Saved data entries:

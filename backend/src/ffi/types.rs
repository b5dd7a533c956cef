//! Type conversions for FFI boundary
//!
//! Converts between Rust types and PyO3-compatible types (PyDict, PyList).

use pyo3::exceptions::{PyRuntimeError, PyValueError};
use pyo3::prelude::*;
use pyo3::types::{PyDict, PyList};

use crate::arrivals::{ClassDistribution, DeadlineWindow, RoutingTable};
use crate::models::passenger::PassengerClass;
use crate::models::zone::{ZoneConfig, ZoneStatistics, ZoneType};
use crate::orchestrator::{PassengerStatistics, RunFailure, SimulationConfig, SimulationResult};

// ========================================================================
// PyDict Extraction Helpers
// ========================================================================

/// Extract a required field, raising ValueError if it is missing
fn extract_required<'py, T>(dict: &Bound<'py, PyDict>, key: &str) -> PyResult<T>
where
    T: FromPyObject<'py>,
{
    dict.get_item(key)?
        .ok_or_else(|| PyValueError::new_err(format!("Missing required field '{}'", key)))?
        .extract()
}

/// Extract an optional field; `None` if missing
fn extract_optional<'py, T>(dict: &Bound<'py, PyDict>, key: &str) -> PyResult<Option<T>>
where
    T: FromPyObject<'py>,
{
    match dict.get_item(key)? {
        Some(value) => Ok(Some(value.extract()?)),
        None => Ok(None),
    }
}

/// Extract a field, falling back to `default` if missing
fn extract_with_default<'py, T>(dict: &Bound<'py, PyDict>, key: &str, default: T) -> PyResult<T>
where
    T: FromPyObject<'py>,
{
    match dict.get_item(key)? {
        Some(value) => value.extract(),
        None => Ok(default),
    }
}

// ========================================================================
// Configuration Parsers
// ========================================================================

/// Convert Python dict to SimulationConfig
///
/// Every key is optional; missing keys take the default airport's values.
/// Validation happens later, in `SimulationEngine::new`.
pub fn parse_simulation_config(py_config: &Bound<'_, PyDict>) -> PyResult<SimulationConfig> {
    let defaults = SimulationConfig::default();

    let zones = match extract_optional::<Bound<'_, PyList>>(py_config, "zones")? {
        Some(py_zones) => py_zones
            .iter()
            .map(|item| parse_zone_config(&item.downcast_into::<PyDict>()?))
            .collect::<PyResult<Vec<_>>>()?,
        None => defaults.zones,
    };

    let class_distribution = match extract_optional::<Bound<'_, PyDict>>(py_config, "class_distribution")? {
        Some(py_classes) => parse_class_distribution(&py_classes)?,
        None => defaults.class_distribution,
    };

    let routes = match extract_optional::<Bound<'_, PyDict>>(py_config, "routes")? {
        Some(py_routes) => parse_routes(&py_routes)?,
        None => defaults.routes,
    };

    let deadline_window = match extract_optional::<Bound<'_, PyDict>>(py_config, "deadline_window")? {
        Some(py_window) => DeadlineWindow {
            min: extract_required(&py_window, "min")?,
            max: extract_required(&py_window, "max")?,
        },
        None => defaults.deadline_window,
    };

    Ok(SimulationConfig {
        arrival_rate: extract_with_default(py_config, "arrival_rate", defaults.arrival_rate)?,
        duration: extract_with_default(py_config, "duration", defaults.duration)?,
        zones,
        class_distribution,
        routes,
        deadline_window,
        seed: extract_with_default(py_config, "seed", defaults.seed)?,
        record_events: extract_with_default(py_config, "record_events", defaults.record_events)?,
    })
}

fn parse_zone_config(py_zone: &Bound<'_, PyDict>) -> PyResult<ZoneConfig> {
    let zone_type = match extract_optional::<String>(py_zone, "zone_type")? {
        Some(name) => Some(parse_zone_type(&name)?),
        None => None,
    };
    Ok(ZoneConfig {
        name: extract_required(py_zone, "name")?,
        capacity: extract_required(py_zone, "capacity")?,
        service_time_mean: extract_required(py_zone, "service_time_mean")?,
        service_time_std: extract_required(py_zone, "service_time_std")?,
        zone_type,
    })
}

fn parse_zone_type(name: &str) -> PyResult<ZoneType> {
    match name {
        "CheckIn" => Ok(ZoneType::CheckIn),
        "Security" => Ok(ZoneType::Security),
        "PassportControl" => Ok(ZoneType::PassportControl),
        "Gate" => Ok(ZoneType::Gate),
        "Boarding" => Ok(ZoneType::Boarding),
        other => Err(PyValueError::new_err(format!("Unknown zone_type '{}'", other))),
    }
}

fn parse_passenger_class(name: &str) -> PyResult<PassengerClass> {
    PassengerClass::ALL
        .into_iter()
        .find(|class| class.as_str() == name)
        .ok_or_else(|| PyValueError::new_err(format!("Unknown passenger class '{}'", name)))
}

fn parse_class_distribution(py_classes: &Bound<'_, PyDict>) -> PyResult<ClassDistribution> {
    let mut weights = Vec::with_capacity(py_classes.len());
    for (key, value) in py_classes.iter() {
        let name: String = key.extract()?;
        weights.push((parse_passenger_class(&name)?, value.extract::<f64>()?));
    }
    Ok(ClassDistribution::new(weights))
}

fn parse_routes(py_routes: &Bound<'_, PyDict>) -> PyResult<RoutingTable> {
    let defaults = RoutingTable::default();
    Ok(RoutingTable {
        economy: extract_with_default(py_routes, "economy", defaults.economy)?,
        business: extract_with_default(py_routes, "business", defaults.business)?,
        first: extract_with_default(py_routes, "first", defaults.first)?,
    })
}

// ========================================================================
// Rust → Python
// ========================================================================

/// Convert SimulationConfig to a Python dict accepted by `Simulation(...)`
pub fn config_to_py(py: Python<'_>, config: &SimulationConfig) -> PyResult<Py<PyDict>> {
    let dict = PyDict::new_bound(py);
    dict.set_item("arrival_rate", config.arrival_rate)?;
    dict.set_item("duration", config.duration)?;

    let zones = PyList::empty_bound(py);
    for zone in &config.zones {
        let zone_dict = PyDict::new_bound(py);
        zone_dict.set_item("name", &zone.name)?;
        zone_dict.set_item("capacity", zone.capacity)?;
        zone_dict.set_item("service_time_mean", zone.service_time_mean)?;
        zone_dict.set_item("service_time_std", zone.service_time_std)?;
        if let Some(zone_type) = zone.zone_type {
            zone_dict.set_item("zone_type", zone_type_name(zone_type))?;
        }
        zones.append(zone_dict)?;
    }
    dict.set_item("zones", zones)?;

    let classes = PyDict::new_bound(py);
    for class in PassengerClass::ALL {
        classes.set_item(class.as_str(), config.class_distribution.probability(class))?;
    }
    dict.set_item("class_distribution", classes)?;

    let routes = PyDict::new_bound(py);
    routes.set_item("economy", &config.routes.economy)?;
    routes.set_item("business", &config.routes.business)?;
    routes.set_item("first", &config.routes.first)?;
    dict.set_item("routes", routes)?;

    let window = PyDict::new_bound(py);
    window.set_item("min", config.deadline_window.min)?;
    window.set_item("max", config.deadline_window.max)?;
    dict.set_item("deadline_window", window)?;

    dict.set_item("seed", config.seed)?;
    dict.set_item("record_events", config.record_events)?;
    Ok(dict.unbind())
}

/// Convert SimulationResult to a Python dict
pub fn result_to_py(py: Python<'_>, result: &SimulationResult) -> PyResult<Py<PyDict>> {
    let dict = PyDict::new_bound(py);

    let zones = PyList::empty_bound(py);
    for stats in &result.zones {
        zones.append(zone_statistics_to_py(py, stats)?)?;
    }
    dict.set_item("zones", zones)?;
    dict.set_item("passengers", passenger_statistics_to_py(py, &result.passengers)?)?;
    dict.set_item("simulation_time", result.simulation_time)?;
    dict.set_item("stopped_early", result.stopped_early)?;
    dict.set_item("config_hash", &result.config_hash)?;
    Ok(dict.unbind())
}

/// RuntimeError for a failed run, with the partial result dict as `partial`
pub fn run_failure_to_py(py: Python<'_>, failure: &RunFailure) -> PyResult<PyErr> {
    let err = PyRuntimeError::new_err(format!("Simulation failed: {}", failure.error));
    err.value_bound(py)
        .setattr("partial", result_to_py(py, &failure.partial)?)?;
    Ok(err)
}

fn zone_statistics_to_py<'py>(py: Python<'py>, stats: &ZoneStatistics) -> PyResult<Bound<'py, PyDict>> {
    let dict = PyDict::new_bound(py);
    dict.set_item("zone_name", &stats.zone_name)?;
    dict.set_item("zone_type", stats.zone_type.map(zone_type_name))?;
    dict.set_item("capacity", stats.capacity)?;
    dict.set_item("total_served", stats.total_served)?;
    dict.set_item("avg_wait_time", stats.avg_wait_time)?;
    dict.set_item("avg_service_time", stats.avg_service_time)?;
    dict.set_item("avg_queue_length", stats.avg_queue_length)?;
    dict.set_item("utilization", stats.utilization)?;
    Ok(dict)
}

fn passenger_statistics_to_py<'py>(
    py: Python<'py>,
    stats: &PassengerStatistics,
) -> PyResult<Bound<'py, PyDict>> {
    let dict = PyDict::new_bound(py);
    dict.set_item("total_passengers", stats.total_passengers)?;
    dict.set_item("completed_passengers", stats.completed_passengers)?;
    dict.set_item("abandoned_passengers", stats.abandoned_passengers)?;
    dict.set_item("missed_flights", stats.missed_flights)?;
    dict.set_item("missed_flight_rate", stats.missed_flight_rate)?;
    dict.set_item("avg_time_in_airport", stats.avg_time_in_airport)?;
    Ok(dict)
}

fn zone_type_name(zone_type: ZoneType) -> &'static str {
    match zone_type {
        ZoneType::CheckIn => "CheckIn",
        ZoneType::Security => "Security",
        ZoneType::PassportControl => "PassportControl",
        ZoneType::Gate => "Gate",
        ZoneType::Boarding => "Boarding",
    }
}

> _Task statement_
Identify the lines above that contain the word "format", then copy them.

> _Response below_
        .ok_or_else(|| PyValueError::new_err(format!("Missing required field '{}'", key)))?
        other => Err(PyValueError::new_err(format!("Unknown zone_type '{}'", other))),
        .ok_or_else(|| PyValueError::new_err(format!("Unknown passenger class '{}'", name)))
    let err = PyRuntimeError::new_err(format!("Simulation failed: {}", failure.error));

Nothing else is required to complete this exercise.